Generate Predictions

from PIL import Image

from vlmrun.client import VLMRun
from vlmrun.hub.schemas.document.invoice import Invoice
from vlmrun.client.types import PredictionResponse, GenerationConfig

# Initialize the client
client = VLMRun()

# Process an image with a predefined schema
image: Image.Image = Image.open("path/to/image.jpg")
response = client.image.generate(
    images=[image],
    domain="document.invoice",
)

# Process with custom schema
image: Image.Image = Image.open("path/to/image.jpg")
response: PredictionResponse = client.image.generate(
    images=[image],
    domain="document.invoice",
    config=GenerationConfig(
        json_schema={...}
    )
)
print(response)

Generate Predictions with a custom schema

Let’s say we want to classify images into one of three categories: tv, document, or other.

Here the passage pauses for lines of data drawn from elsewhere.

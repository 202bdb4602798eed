//! Call-argument binding
//!
//! Reconciles call-site arguments with a `Signature`, producing exactly
//! one value per declared parameter. Binding either succeeds completely
//! or fails before the callee runs.

use std::rc::Rc;

use log::trace;
use thiserror::Error;

use crate::ast::Ident;
use crate::function::Signature;
use crate::value::{Mapping, Value};

#[derive(Error, Debug, Clone, PartialEq)]
pub enum BindError {
    #[error("{function}() takes at least {required} argument(s) ({given} given)")]
    TooFewArguments {
        function: Ident,
        required: usize,
        given: usize,
    },

    #[error("{function}() takes at most {allowed} positional argument(s) ({given} given)")]
    TooManyArguments {
        function: Ident,
        allowed: usize,
        given: usize,
    },

    #[error("{function}() got multiple values for argument '{name}'")]
    DuplicateArgument { function: Ident, name: Ident },

    #[error("{function}() got an unexpected keyword argument '{name}'")]
    UnexpectedKeywordArgument { function: Ident, name: Ident },

    #[error("{function}() missing required argument '{name}'")]
    MissingArgument { function: Ident, name: Ident },
}

/// Bind a call. Calls without keywords that satisfy the required count
/// take the positional fast path; everything else goes through keyword
/// binding, which names the first missing parameter on failure.
pub fn bind(sig: &Signature, args: Vec<Value>, keywords: Vec<(Ident, Value)>) -> Result<Vec<Value>, BindError> {
    trace!(
        "binding {}(): {} positional, {} keyword",
        sig.name,
        args.len(),
        keywords.len()
    );
    if keywords.is_empty() && args.len() >= sig.required {
        bind_positional(sig, args)
    } else {
        bind_keywords(sig, args, keywords)
    }
}

pub fn bind_positional(sig: &Signature, mut args: Vec<Value>) -> Result<Vec<Value>, BindError> {
    let given = args.len();
    if given < sig.required {
        return Err(BindError::TooFewArguments {
            function: sig.name.clone(),
            required: sig.required,
            given,
        });
    }
    if sig.declared() == 1 && sig.list_catch_all && !sig.map_catch_all {
        return Ok(vec![Value::seq(args)]);
    }
    if given == sig.declared() && !sig.list_catch_all && !sig.map_catch_all {
        return Ok(args);
    }

    let positional = sig.positional_len();
    if given > positional && !sig.list_catch_all {
        return Err(too_many(sig, given));
    }

    let surplus = if given > positional {
        args.split_off(positional)
    } else {
        Vec::new()
    };
    let mut bound = args;
    for index in bound.len()..positional {
        bound.push(aligned_default(sig, index)?);
    }
    if sig.list_catch_all {
        bound.push(Value::seq(surplus));
    }
    if sig.map_catch_all {
        bound.push(Value::Map(Rc::new(Mapping::new())));
    }
    Ok(bound)
}

pub fn bind_keywords(
    sig: &Signature,
    mut args: Vec<Value>,
    keywords: Vec<(Ident, Value)>,
) -> Result<Vec<Value>, BindError> {
    let positional = sig.positional_len();
    let given = args.len();
    if given > positional && !sig.list_catch_all {
        return Err(too_many(sig, given));
    }

    let surplus = if given > positional {
        args.split_off(positional)
    } else {
        Vec::new()
    };
    let mut slots: Vec<Option<Value>> = vec![None; sig.declared()];
    for (slot, value) in slots.iter_mut().zip(args) {
        *slot = Some(value);
    }

    let mut extra = sig.map_catch_all.then(Mapping::new);
    for (name, value) in keywords {
        match sig.params[..positional].iter().position(|p| *p == name) {
            Some(index) if slots[index].is_some() => {
                return Err(BindError::DuplicateArgument {
                    function: sig.name.clone(),
                    name,
                });
            }
            Some(index) => slots[index] = Some(value),
            None => match extra.as_mut() {
                Some(map) => map.insert(name, value),
                None => {
                    return Err(BindError::UnexpectedKeywordArgument {
                        function: sig.name.clone(),
                        name,
                    });
                }
            },
        }
    }

    for (index, slot) in slots.iter_mut().enumerate().take(positional) {
        if slot.is_none() {
            *slot = sig.default_for(index).cloned();
        }
    }
    if let Some(index) = sig.list_slot() {
        slots[index] = Some(Value::seq(surplus));
    }
    if let Some(index) = sig.map_slot() {
        slots[index] = Some(Value::Map(Rc::new(extra.unwrap_or_default())));
    }

    if let Some(missing) = slots.iter().position(Option::is_none) {
        return Err(missing_argument(sig, missing));
    }
    Ok(slots.into_iter().flatten().collect())
}

fn aligned_default(sig: &Signature, index: usize) -> Result<Value, BindError> {
    sig.default_for(index)
        .cloned()
        .ok_or_else(|| missing_argument(sig, index))
}

fn missing_argument(sig: &Signature, index: usize) -> BindError {
    BindError::MissingArgument {
        function: sig.name.clone(),
        name: sig.params[index].clone(),
    }
}

fn too_many(sig: &Signature, given: usize) -> BindError {
    BindError::TooManyArguments {
        function: sig.name.clone(),
        allowed: sig.positional_len(),
        given,
    }
}

#[cfg(test)]
mod tests {
    use super::*;

    fn sig(params: &[&str], defaults: Vec<Value>, list: bool, map: bool) -> Signature {
        Signature::new(
            "f".into(),
            params.iter().map(|p| Ident::from(*p)).collect(),
            defaults,
            list,
            map,
        )
    }

    fn kw(name: &str, value: i64) -> (Ident, Value) {
        (name.into(), Value::I64(value))
    }

    #[test]
    fn exact_arity_binds_as_is() {
        let s = sig(&["a", "b"], vec![], false, false);
        let bound = bind_positional(&s, vec![Value::I64(1), Value::I64(2)]).unwrap();
        assert_eq!(bound, vec![Value::I64(1), Value::I64(2)]);
    }

    #[test]
    fn too_few_positional() {
        let s = sig(&["a", "b"], vec![], false, false);
        let err = bind_positional(&s, vec![Value::I64(1)]).unwrap_err();
        assert!(matches!(err, BindError::TooFewArguments { required: 2, given: 1, .. }));
    }

    #[test]
    fn lone_list_catch_all_wraps_everything() {
        let s = sig(&["rest"], vec![], true, false);
        let bound = bind_positional(&s, vec![Value::I64(1), Value::I64(2)]).unwrap();
        assert_eq!(bound, vec![Value::seq(vec![Value::I64(1), Value::I64(2)])]);
    }

    #[test]
    fn defaults_fill_the_tail() {
        let s = sig(&["a", "b", "c"], vec![Value::I64(20), Value::I64(30)], false, false);
        assert_eq!(s.required, 1);
        let bound = bind_positional(&s, vec![Value::I64(1), Value::I64(2)]).unwrap();
        assert_eq!(bound, vec![Value::I64(1), Value::I64(2), Value::I64(30)]);
    }

    #[test]
    fn catch_alls_receive_surplus_and_empty_mapping() {
        let s = sig(&["a", "rest", "opts"], vec![], true, true);
        let bound = bind_positional(&s, vec![Value::I64(1), Value::I64(2), Value::I64(3)]).unwrap();
        assert_eq!(bound[0], Value::I64(1));
        assert_eq!(bound[1], Value::seq(vec![Value::I64(2), Value::I64(3)]));
        assert_eq!(bound[2], Value::Map(Rc::new(Mapping::new())));
    }

    #[test]
    fn surplus_without_list_catch_all() {
        let s = sig(&["a", "opts"], vec![], false, true);
        let err = bind_positional(&s, vec![Value::I64(1), Value::I64(2)]).unwrap_err();
        assert!(matches!(err, BindError::TooManyArguments { allowed: 1, given: 2, .. }));
    }

    #[test]
    fn keywords_fill_by_name() {
        let s = sig(&["a", "b"], vec![Value::I64(10)], false, false);
        let bound = bind_keywords(&s, vec![], vec![kw("b", 2), kw("a", 3)]).unwrap();
        assert_eq!(bound, vec![Value::I64(3), Value::I64(2)]);
    }

    #[test]
    fn keyword_for_positionally_filled_slot_is_duplicate() {
        let s = sig(&["a"], vec![], false, false);
        let err = bind_keywords(&s, vec![Value::I64(1)], vec![kw("a", 2)]).unwrap_err();
        assert_eq!(
            err,
            BindError::DuplicateArgument {
                function: "f".into(),
                name: "a".into()
            }
        );
    }

    #[test]
    fn unknown_keyword_without_map() {
        let s = sig(&["a"], vec![], false, false);
        let err = bind_keywords(&s, vec![Value::I64(1)], vec![kw("z", 2)]).unwrap_err();
        assert!(matches!(err, BindError::UnexpectedKeywordArgument { ref name, .. } if &**name == "z"));
    }

    #[test]
    fn map_catch_all_last_write_wins() {
        let s = sig(&["opts"], vec![], false, true);
        let bound = bind_keywords(&s, vec![], vec![kw("x", 1), kw("y", 2), kw("x", 3)]).unwrap();
        let Value::Map(map) = &bound[0] else {
            panic!("expected mapping, got {:?}", bound[0]);
        };
        assert_eq!(map.get("x"), Some(&Value::I64(3)));
        assert_eq!(map.len(), 2);
    }

    #[test]
    fn missing_required_is_named() {
        let s = sig(&["a", "b"], vec![Value::I64(10)], false, false);
        let err = bind(&s, vec![], vec![]).unwrap_err();
        assert_eq!(
            err,
            BindError::MissingArgument {
                function: "f".into(),
                name: "a".into()
            }
        );
    }

    #[test]
    fn catch_all_names_are_not_keyword_targets() {
        let s = sig(&["rest"], vec![], true, false);
        let err = bind_keywords(&s, vec![], vec![kw("rest", 1)]).unwrap_err();
        assert!(matches!(err, BindError::UnexpectedKeywordArgument { .. }));
    }
}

You can define a custom schema as follows, and pass it to the json_schema parameter:

from typing import Literal
from pydantic import BaseModel, Field
from vlmrun.client.types import GenerationConfig


class ImagePrediction(BaseModel):
    label: Literal["tv", "document", "other"] = Field(..., title="Class label for the image.")
    caption: str = Field(..., title="Caption for the image.")

# Initialize the client
client = VLMRun()

# Load the image, and process it with the custom schema
image: Image.Image = Image.open("path/to/image.jpg")
response: PredictionResponse = client.image.generate(
    images=[image],
    domain="image.classification",
    config=GenerationConfig(
        json_schema=ImagePrediction.model_json_schema()
    )
)

Get Usage

from vlmrun.client.types import CreditUsage

usage: CreditUsage = response.usage
print(usage)

Image Utilities

The VLM Run SDK provides several image-processing utilities for encoding and downloading images.

from vlmrun.common.image import encode_image
from vlmrun.common.utils import download_image
from PIL import Image

# Convert image to base64
image = Image.open("image.jpg")
base64_str = encode_image(image, format="PNG")

# Download image from URL
image: Image.Image = download_image("https://example.com/image.jpg")